On the other end of the spectrum, World of Tanks has a lot of goals that you can't possibly fail. There are easier campaign missions, where instead of having to do let's say 15,000 damage in 3 battles, you have to do 15,000 damage in as many battles as it takes. Sooner or later you'll get there. Progressing along a tech tree from tier 1 to 10 is the same thing; it might take you a while, but as you always gain some xp in every battle and can't lose any xp, one day you'll certainly make it.

So unless you absolutely need a specific reward from a specific campaign or event, you can often just set your goals yourself at a level which isn't frustrating for your particular skill level. For example I am hearing a lot of bad comments on the current Homefront event, because reaching the top reward is hard and a big grind. For me that same event is a lot more fun, because I just want to reach tier II with some tanks and get the camo rewards. As permanent camo isn't cheap if you buy it in gold, I'd even say that those camo rewards are pretty generous compared with the effort you need to put in to get them. You need 35 division points to get that reward, and each battle gives you between 4 and 10 points. I got my first camo after 7 battles, which isn't too bad, considering the disadvantages of a late start. Getting all three Russian camos is basically just a question of showing up, and if I do well occasionally, I could get some of the American / British ones as well. Even the worst possible outcome of a battle, I lose and place last in the team, still advances me not too slowly towards my goal.
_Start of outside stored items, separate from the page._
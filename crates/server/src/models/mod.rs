//! Domain models for the shop.
//!
//! These are validated domain objects, separate from the database row types
//! in [`crate::db`]. Serialized field names match the JSON the browser client
//! consumes.

pub mod category;
pub mod order;
pub mod product;
pub mod user;
pub mod verification_code;

pub use category::{Category, CategoryWithCount};
pub use order::{NewOrder, Order, OrderStats};
pub use product::{Product, ProductInput};
pub use user::{User, UserProfile};
pub use verification_code::VerificationCode;
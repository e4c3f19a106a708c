//! Email service for sending verification codes.
//!
//! Uses SMTP via lettre for delivery with Askama templates. Without SMTP
//! settings codes are written to the log instead, which is how local
//! development signs in.

use askama::Template;
use lettre::{
    AsyncSmtpTransport, AsyncTransport, Message, Tokio1Executor,
    message::{MultiPart, SinglePart, header::ContentType},
    transport::smtp::{Error as SmtpError, authentication::Credentials},
};
use secrecy::ExposeSecret;
use thiserror::Error;

use teashop_core::Email;

use crate::config::EmailConfig;
use crate::models::verification_code::CODE_TTL;

/// HTML template for verification code email.
#[derive(Template)]
#[template(path = "email/verification_code.html")]
struct VerificationCodeEmailHtml<'a> {
    code: &'a str,
    ttl_minutes: i64,
}

/// Plain text template for verification code email.
#[derive(Template)]
#[template(path = "email/verification_code.txt")]
struct VerificationCodeEmailText<'a> {
    code: &'a str,
    ttl_minutes: i64,
}

/// Errors that can occur when sending email.
#[derive(Debug, Error)]
pub enum EmailError {
    /// SMTP transport error.
    #[error("SMTP error: {0}")]
    Smtp(#[from] SmtpError),

    /// Failed to build email message.
    #[error("Failed to build message: {0}")]
    MessageBuild(#[from] lettre::error::Error),

    /// Invalid email address.
    #[error("Invalid email address: {0}")]
    InvalidAddress(String),

    /// Template rendering error.
    #[error("Template error: {0}")]
    Template(#[from] askama::Error),
}

/// Email service for sending transactional emails.
#[derive(Clone)]
pub struct EmailService {
    mailer: AsyncSmtpTransport<Tokio1Executor>,
    from_address: String,
}

impl EmailService {
    /// Create a new email service from configuration.
    ///
    /// # Errors
    ///
    /// Returns error if the SMTP relay settings are invalid.
    pub fn new(config: &EmailConfig) -> Result<Self, SmtpError> {
        let credentials = Credentials::new(
            config.smtp_username.clone(),
            config.smtp_password.expose_secret().to_string(),
        );

        let mailer = AsyncSmtpTransport::<Tokio1Executor>::starttls_relay(&config.smtp_host)?
            .port(config.smtp_port)
            .credentials(credentials)
            .build();

        Ok(Self {
            mailer,
            from_address: config.from_address.clone(),
        })
    }

    /// Send a sign-in code.
    ///
    /// # Errors
    ///
    /// Returns error if email fails to send or template fails to render.
    pub async fn send_verification_code(&self, to: &Email, code: &str) -> Result<(), EmailError> {
        let (html, text) = render_verification_code(code)?;

        self.send_multipart_email(to.as_str(), "您的登录验证码", &text, &html)
            .await
    }

    /// Send a multipart email with both plain text and HTML versions.
    async fn send_multipart_email(
        &self,
        to: &str,
        subject: &str,
        text_body: &str,
        html_body: &str,
    ) -> Result<(), EmailError> {
        let email = Message::builder()
            .from(
                self.from_address
                    .parse()
                    .map_err(|_| EmailError::InvalidAddress(self.from_address.clone()))?,
            )
            .to(to
                .parse()
                .map_err(|_| EmailError::InvalidAddress(to.to_string()))?)
            .subject(subject)
            .multipart(
                MultiPart::alternative()
                    .singlepart(
                        SinglePart::builder()
                            .header(ContentType::TEXT_PLAIN)
                            .body(text_body.to_string()),
                    )
                    .singlepart(
                        SinglePart::builder()
                            .header(ContentType::TEXT_HTML)
                            .body(html_body.to_string()),
                    ),
            )?;

        self.mailer.send(email).await?;

        tracing::info!(to = %to, subject = %subject, "Email sent successfully");
        Ok(())
    }
}

/// Deliver a code by mail, or log it when no mailer is configured.
///
/// # Errors
///
/// Returns error if a configured mailer fails.
pub async fn deliver_verification_code(
    mailer: Option<&EmailService>,
    to: &Email,
    code: &str,
) -> Result<(), EmailError> {
    match mailer {
        Some(mailer) => mailer.send_verification_code(to, code).await,
        None => {
            tracing::warn!(to = %to, code = %code, "SMTP not configured, logging verification code");
            Ok(())
        }
    }
}

fn render_verification_code(code: &str) -> Result<(String, String), EmailError> {
    let ttl_minutes = CODE_TTL.num_minutes();
    let html = VerificationCodeEmailHtml { code, ttl_minutes }.render()?;
    let text = VerificationCodeEmailText { code, ttl_minutes }.render()?;
    Ok((html, text))
}

/// Generate a 6-digit verification code.
#[must_use]
pub fn generate_verification_code() -> String {
    use rand::Rng;
    let code: u32 = rand::rng().random_range(100_000..1_000_000);
    code.to_string()
}

#[cfg(test)]
#[allow(clippy::unwrap_used)]
mod tests {
    use super::*;

    #[test]
    fn test_generate_verification_code_format() {
        let code = generate_verification_code();
        assert_eq!(code.len(), 6);
        assert!(code.chars().all(|c| c.is_ascii_digit()));
    }

    #[test]
    fn test_generate_verification_code_range() {
        for _ in 0..100 {
            let code: u32 = generate_verification_code().parse().unwrap();
            assert!((100_000..1_000_000).contains(&code));
        }
    }

    #[test]
    fn test_templates_include_code_and_ttl() {
        let (html, text) = render_verification_code("482913").unwrap();
        assert!(html.contains("482913"));
        assert!(text.contains("482913"));
        assert!(text.contains("5分钟"));
    }

    #[tokio::test]
    async fn test_deliver_without_mailer_is_ok() {
        let to = Email::parse("tea@example.com").unwrap();
        assert!(deliver_verification_code(None, &to, "123456").await.is_ok());
    }
}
So there is very little frustration involved.

Now you might argue that if you don't set yourself very challenging goal, you also don't have that much pleasure from achieving them. But I would say that I'd rather try to achieve challenging goals in real life, where the rewards are more real. As the rewards of video games are just virtual, I'm okay with just putting in some virtual effort. :) In the end the purpose of a game is to have fun, and frustrating yourself by overly ambitious goals isn't going to achieve that.


“the overwhelming influence of other players” on one’s outcomes is the very reason I’ve been gravitating more to singleplayer/solo playstyles and games that support it as viable.

As you say, our game goals are for entertainment and self-gratification/enjoyment, so why set them to an overly ambitious level where one very well knows one will have very little enjoyment either rolling the dice on outcomes heavily affected by external factors (other players, unfair RNG, whatever drives you nuts) or going through the massive efforts involved in organizing those external factors towards more order (keeping those other players static by creating guilds, alliances, static parties, scheduling game events, training other players to be on the same page, etc.)

Could we do it if we wanted to? Could we do it if we really craved whatever was at the end of such annoyances and thus put up with it? Of course.

Even better if you don’t see some of those factors as annoyances. e.g. I can put up with quite a bit of absurd RNG rolls as long as the process of getting those chances to roll are quite easy and enjoyable and not reliant on rl money or other players. Other more social and garrulous players may really like organizing people and delight in the sense of order or power.

But if you get as grouchy as I sometimes get when stuff is out of one’s control and overly reliant on others, it’s nice to set one’s goals to a level which one has sole control over the outcome. Even if groups have long blazed past that goal line as far too easy for multiple people cooperating, I find achieving those solo goals somehow much more internally satisfying.